> **Task directions**:
Extract each line holding the word "consecutive" from the entries.

*** Information given ***

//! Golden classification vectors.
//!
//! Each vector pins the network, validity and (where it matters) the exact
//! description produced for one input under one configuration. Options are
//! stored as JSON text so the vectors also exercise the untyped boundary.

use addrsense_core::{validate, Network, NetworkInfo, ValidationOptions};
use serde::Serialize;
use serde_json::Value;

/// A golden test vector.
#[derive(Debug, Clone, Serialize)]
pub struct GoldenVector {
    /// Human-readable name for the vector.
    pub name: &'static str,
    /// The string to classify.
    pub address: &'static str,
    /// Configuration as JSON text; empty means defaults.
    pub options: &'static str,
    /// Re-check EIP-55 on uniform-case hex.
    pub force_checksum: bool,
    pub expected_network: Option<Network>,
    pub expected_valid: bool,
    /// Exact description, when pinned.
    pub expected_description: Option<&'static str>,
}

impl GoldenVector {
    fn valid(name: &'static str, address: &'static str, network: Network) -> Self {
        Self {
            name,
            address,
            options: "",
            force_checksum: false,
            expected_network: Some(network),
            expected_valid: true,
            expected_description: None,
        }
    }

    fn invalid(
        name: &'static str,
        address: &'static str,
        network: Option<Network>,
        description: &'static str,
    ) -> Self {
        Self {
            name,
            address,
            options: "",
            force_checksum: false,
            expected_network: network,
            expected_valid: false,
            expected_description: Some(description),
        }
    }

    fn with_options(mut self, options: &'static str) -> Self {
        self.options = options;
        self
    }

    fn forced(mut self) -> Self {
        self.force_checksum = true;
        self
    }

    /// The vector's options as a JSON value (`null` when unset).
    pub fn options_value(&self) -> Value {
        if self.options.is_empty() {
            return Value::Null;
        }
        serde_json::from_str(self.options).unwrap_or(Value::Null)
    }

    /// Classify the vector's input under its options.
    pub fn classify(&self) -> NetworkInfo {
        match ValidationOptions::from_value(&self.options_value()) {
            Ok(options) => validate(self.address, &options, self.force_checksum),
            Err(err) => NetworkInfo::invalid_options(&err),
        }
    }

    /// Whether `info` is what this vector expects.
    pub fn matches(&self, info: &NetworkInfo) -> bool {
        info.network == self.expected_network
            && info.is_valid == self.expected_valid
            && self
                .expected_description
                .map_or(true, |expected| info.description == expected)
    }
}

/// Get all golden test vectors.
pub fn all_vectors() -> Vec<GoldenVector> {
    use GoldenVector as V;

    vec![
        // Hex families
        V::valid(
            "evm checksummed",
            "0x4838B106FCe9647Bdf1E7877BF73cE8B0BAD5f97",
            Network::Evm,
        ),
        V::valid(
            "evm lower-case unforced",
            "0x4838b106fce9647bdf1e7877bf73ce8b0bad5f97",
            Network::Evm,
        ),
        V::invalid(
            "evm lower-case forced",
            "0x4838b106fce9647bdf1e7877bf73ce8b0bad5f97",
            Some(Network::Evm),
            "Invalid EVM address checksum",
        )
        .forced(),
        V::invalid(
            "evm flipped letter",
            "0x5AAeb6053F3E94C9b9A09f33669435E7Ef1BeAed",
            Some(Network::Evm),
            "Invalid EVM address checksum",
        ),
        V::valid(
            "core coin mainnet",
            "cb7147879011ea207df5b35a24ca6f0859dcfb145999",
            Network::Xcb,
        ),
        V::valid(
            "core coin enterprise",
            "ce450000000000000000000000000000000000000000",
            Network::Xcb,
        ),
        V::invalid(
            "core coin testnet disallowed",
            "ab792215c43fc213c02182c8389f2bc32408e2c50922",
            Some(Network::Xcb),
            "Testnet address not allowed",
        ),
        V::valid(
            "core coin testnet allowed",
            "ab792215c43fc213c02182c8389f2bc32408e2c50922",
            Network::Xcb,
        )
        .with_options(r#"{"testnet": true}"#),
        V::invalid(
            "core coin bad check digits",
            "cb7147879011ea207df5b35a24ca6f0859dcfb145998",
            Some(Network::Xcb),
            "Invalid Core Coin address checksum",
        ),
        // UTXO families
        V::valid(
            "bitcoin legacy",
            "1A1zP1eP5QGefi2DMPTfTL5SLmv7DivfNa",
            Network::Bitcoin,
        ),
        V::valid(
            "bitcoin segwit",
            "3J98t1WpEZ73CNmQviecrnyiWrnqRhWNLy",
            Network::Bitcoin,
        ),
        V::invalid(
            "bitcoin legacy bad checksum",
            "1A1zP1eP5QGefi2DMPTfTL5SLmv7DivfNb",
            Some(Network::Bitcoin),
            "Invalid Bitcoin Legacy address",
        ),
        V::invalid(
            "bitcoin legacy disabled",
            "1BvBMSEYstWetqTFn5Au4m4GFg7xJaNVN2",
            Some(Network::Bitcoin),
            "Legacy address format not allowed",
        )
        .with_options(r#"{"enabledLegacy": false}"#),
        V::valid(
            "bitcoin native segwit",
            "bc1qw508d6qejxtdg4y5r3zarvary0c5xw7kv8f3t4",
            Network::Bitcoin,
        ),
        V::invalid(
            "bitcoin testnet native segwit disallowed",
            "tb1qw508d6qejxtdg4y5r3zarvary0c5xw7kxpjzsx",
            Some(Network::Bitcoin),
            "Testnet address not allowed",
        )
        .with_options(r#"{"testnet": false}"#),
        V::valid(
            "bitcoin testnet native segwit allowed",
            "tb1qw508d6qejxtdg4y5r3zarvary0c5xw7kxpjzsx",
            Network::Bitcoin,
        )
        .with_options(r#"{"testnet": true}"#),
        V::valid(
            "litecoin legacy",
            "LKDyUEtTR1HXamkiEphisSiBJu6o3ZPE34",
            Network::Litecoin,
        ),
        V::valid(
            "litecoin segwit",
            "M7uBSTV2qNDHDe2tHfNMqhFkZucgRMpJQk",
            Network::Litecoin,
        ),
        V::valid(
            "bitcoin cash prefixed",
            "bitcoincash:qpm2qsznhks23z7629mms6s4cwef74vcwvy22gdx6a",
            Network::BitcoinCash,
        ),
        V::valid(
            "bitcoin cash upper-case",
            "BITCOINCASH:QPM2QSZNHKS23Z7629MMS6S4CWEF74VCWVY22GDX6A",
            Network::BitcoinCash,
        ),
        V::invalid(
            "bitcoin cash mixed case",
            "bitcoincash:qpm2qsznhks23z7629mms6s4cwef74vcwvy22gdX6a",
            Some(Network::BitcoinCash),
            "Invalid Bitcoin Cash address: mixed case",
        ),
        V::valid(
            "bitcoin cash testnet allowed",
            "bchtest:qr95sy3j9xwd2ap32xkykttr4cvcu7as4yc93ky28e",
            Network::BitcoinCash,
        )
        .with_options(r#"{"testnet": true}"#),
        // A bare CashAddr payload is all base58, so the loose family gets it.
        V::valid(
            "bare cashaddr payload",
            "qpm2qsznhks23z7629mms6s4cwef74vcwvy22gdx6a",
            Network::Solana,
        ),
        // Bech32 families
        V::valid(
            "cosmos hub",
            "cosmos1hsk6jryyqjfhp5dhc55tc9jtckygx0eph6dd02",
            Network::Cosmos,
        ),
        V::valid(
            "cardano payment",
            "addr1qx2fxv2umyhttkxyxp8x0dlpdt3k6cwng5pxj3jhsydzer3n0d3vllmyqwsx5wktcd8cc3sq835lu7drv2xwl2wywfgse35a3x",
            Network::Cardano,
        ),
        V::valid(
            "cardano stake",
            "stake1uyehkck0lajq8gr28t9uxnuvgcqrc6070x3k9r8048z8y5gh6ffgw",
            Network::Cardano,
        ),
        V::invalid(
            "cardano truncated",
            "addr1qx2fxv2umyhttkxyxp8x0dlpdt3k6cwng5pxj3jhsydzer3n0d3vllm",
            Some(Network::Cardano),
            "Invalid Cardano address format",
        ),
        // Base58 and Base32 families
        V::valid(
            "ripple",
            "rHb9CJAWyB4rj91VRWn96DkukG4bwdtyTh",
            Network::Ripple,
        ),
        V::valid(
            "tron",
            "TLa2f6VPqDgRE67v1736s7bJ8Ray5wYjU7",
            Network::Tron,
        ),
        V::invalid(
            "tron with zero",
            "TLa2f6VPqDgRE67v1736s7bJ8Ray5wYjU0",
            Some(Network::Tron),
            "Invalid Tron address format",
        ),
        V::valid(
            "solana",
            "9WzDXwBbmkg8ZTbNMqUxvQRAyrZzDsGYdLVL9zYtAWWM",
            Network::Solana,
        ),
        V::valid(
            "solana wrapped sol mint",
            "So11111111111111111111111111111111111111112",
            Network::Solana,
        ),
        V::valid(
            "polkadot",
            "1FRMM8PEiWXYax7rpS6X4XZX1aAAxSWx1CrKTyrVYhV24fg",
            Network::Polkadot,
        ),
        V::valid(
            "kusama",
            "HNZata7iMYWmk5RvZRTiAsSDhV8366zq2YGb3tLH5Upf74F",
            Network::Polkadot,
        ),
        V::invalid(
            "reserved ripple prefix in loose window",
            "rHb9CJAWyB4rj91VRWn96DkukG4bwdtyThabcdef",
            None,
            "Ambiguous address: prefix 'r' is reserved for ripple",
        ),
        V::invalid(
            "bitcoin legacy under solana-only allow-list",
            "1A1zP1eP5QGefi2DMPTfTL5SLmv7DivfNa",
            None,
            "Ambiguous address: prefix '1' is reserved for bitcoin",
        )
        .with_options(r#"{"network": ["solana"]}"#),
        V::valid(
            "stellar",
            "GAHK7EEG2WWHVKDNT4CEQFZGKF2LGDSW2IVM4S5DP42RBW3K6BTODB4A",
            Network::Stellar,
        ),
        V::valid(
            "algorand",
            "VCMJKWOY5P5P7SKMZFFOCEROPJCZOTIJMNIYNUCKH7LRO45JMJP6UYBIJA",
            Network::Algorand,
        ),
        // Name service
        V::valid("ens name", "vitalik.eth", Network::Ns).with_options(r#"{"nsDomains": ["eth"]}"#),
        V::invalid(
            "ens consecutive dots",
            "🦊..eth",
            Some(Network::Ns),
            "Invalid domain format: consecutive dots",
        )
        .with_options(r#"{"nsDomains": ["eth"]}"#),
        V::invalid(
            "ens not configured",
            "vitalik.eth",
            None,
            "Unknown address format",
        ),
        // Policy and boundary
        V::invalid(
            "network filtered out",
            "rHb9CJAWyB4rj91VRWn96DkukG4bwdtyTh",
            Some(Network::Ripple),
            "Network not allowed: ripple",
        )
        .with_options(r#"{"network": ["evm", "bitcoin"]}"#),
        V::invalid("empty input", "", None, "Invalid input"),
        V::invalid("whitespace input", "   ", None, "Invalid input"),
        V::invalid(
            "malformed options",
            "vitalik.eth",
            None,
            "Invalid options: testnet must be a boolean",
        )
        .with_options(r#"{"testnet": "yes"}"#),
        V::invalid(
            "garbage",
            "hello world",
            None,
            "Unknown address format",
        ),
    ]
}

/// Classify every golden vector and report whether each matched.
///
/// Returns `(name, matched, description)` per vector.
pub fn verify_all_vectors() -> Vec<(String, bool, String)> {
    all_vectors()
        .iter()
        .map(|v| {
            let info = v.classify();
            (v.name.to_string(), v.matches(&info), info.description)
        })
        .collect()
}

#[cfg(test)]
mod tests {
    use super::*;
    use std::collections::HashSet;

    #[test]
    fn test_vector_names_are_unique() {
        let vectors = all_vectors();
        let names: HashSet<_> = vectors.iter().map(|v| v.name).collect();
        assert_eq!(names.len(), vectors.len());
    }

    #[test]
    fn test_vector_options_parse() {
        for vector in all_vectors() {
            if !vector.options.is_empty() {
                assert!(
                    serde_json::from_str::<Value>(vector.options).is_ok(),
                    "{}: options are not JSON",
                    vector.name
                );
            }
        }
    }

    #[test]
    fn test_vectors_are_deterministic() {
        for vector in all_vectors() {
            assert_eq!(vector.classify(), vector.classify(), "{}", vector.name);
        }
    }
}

*** End of Information given ***

> **Exercise result**:
            "ens consecutive dots",
            "Invalid domain format: consecutive dots",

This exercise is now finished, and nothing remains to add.